Aerospace research company Qinetiq is developing a personal computer-based flight crew alertness assessment tool for the UKCivil Aviation Authority which could revolutionise pilot rostering.

In the wake of fatigue-related fatal accidents such as the 1999 American Airlines Boeing MD-80 runway overrun crash at Little Rock, USA, tools such as the Qinetiq model could make highly complex proposed crew duty time regulations - hotly resisted by airlines both sides of the Atlantic - easier to manage.

The tool, which was presented earlier this month at the Flight Safety Foundation (FSF) International Aviation Safety Seminar at Athens, Greece, looks on-screen like a normal rostering programme, with horizontal bars against a time axis representing the planned individual crew duty periods.
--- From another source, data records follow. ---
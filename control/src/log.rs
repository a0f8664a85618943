//! Diagnostics, printed over defmt when the feature is enabled.
//!
//! Without the feature the macros expand to nothing, so logging has no
//! effect on the behavior nor on timing of the control loop.

macro_rules! info {
    ( $($arg:tt)+ ) => (
        #[cfg(feature = "defmt")]
        defmt::info!($($arg)+);
    );
}

macro_rules! debug {
    ( $($arg:tt)+ ) => (
        #[cfg(feature = "defmt")]
        defmt::debug!($($arg)+);
    );
}

pub(crate) use debug;
pub(crate) use info;
mod digipot;
mod led;

use ozvena_control::DesiredOutput;

pub use self::digipot::{Config as DigipotConfig, Digipot};
use self::digipot::{SelectPin as DigipotSelectPin, Spi as DigipotSpi};
use self::led::{Led, Pin as LedPin};

pub struct Outputs {
    pub beat_led: Led,
    pub digipot: Digipot,
}

pub struct Config {
    pub beat_led: LedPin,
    pub digipot_select: DigipotSelectPin,
    pub spi: DigipotSpi,
}

impl Outputs {
    pub(crate) fn new(config: Config) -> Self {
        Self {
            beat_led: Led::new(config.beat_led),
            digipot: Digipot::new(DigipotConfig {
                select: config.digipot_select,
                spi: config.spi,
            }),
        }
    }

    pub fn set(&mut self, desired: &DesiredOutput) {
        self.beat_led.set(desired.beat_led);
        if let Some(command) = desired.digipot {
            self.digipot.write(command);
        }
    }
}
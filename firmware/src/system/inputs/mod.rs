//! Abstraction of the footswitch and the knob.
//!
//! Both are sampled on the same pace by the control loop, the snapshot
//! is then passed to `ozvena_control`.

mod debounced;
mod knob;
mod tap;

use ozvena_control::{InputSnapshot, Timestamp};

use crate::system::hal::adc::{Adc, Enabled};
use crate::system::hal::pac::ADC1;

use knob::{Knob, Pin as KnobPin};
use tap::{Pin as TapPin, Tap};

pub struct Inputs {
    pub tap: Tap,
    pub knob: Knob,
    adc: Adc<ADC1, Enabled>,
}

pub struct Config {
    pub tap: TapPin,
    pub knob: KnobPin,
    pub adc: Adc<ADC1, Enabled>,
}

impl Inputs {
    pub fn new(config: Config) -> Self {
        Self {
            tap: Tap::new(config.tap),
            knob: Knob::new(config.knob),
            adc: config.adc,
        }
    }

    pub fn sample(&mut self) {
        self.tap.sample();
        self.knob.sample(&mut self.adc);
    }

    #[must_use]
    pub fn snapshot(&self, now: Timestamp) -> InputSnapshot {
        InputSnapshot {
            now,
            tap: self.tap.active,
            knob: self.knob.value,
        }
    }
}
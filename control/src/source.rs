//! Input currently in charge of the delay time.

use crate::mapping::{
    resistance_code_from_beat_length, resistance_code_from_knob, BeatLength, ResistanceCode,
};

/// The authoritative source of the delay time.
///
/// Both the footswitch and the knob may take over at any time. Whichever
/// changed last wins, there is no locking.
#[derive(Debug, Clone, Copy, PartialEq, Eq)]
#[cfg_attr(feature = "defmt", derive(defmt::Format))]
pub enum Source {
    Tap(BeatLength),
    Knob { raw: u16, beat_length: BeatLength },
}

impl Source {
    #[must_use]
    pub fn beat_length(&self) -> BeatLength {
        match self {
            Self::Tap(beat_length) | Self::Knob { beat_length, .. } => *beat_length,
        }
    }

    /// Code for the digipot, always recomputed from the source.
    ///
    /// Knob is mapped straight from its raw reading, tapped tempo goes
    /// through the delay chip's transfer function.
    #[must_use]
    pub fn resistance_code(&self) -> ResistanceCode {
        match self {
            Self::Tap(beat_length) => resistance_code_from_beat_length(*beat_length),
            Self::Knob { raw, .. } => resistance_code_from_knob(*raw),
        }
    }

    #[must_use]
    pub fn is_tap(&self) -> bool {
        matches!(self, Self::Tap(_))
    }
}

#[cfg(test)]
mod tests {
    use super::*;

    use crate::mapping::beat_length_from_knob;

    #[test]
    fn when_tapped_code_follows_chip_transfer_function() {
        let source = Source::Tap(BeatLength::new(500));
        assert_eq!(source.beat_length().as_millis(), 500);
        // (500 - 29.7) / 11.46 = 41.04 kΩ
        assert_eq!(source.resistance_code(), ResistanceCode(105));
    }

    #[test]
    fn when_knob_code_follows_raw_reading() {
        let source = Source::Knob {
            raw: 1023,
            beat_length: beat_length_from_knob(1023),
        };
        assert_eq!(source.beat_length(), BeatLength::MAX);
        assert_eq!(source.resistance_code(), ResistanceCode(255));
        assert!(!source.is_tap());
    }
}
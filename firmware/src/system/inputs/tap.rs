use super::debounced::Debounced;
use crate::system::hal::gpio;

/// Tap tempo footswitch, pulled up and shorted to ground when pressed.
#[derive(defmt::Format)]
pub struct Tap {
    pin: Pin,
    debounced: Debounced<4>,
    pub active: bool,
}

pub type Pin = gpio::gpiog::PG14<gpio::Input>;

impl Tap {
    pub fn new(pin: Pin) -> Self {
        Self {
            pin,
            debounced: Debounced::new(),
            active: false,
        }
    }

    pub fn sample(&mut self) {
        self.active = self.debounced.update(self.pin.is_low());
    }
}
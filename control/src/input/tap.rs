//! Evaluate whether footswitch taps are forming a tempo.

use super::button::Button;
use crate::config::DEFAULT_BEAT_LENGTH_MS;
use crate::mapping::BeatLength;
use crate::Timestamp;

/// Identify tempo being tapped in by the user.
///
/// Call `update` every cycle with the debounced footswitch state. Each
/// press is measured against the previous one. An interval that fits the
/// supported beat range becomes the new beat length, any other interval
/// only starts a new measurement.
///
/// The detected value is held until the next accepted tap.
#[derive(Debug)]
#[cfg_attr(feature = "defmt", derive(defmt::Format))]
pub struct TapEstimator {
    pub button: Button,
    last_tap: Option<Timestamp>,
    beat_length: BeatLength,
    just_detected: bool,
}

impl Default for TapEstimator {
    fn default() -> Self {
        Self {
            button: Button::default(),
            last_tap: None,
            beat_length: BeatLength::new(DEFAULT_BEAT_LENGTH_MS),
            just_detected: false,
        }
    }
}

impl TapEstimator {
    pub fn update(&mut self, now: Timestamp, pressed: bool) {
        self.just_detected = false;
        self.button.update(now, pressed);
        if self.button.clicked {
            self.trigger(now);
        }
    }

    fn trigger(&mut self, now: Timestamp) {
        if let Some(last_tap) = self.last_tap {
            if let Some(beat_length) = BeatLength::try_from_interval(now.wrapping_sub(last_tap)) {
                self.beat_length = beat_length;
                self.just_detected = true;
            }
        }
        self.last_tap = Some(now);
    }

    /// Forget the pending measurement. The last beat length is kept.
    pub fn reset(&mut self) {
        self.last_tap = None;
        self.just_detected = false;
    }

    /// True only during the cycle in which a tap was accepted.
    #[must_use]
    pub fn on_beat(&self) -> bool {
        self.just_detected
    }

    #[must_use]
    pub fn beat_length(&self) -> BeatLength {
        self.beat_length
    }
}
On the Qinetiq tool the bars change colour as the duty period lengthens, fading into amber and red where fatigue could increasingly affect performance. Changing the local start time of a flight, or entering an in-flight crew rest period for an augmented-crew long-haul sector automatically adjusts the fatigue profile. The final version should be available by next September, says Qinetiq.

Qinetiq's data has been empirically gained from crew diaries; hand-held computers which measure pilot performance; observations on the flight deck; and electro-encephalographs recording brain activity. The multiple working algorithms are based on "alertness" levels. These are measured against time since last rest period, local time, length of duty, number of sectors flown, and the individual's "body clock". The latter is affected by the number of time zones crossed and the acclimatisation period in new time zones.